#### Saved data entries
::::::

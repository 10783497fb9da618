use actix_web::{http::StatusCode, HttpResponse};
use serde::{Deserialize, Serialize};

use ta_core::services::auth::{Code, Status};

/// JSON body of every failed request
#[derive(Debug, Clone, Serialize, Deserialize, PartialEq, Eq)]
pub struct ErrorResponse {
    pub success: bool,
    pub code: Code,
    pub message: String,
}

impl ErrorResponse {
    pub fn new(code: Code, message: impl Into<String>) -> Self {
        Self {
            success: false,
            code,
            message: message.into(),
        }
    }

    pub fn to_response(&self) -> HttpResponse {
        let status = StatusCode::from_u16(self.code.http_status())
            .unwrap_or(StatusCode::INTERNAL_SERVER_ERROR);
        HttpResponse::build(status).json(self)
    }
}

impl From<&Status> for ErrorResponse {
    fn from(status: &Status) -> Self {
        Self::new(status.code, status.message.clone())
    }
}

::::::

If a line in the records includes the string "message", copy it.

    pub message: String,
    pub fn new(code: Code, message: impl Into<String>) -> Self {
            message: message.into(),
        Self::new(status.code, status.message.clone())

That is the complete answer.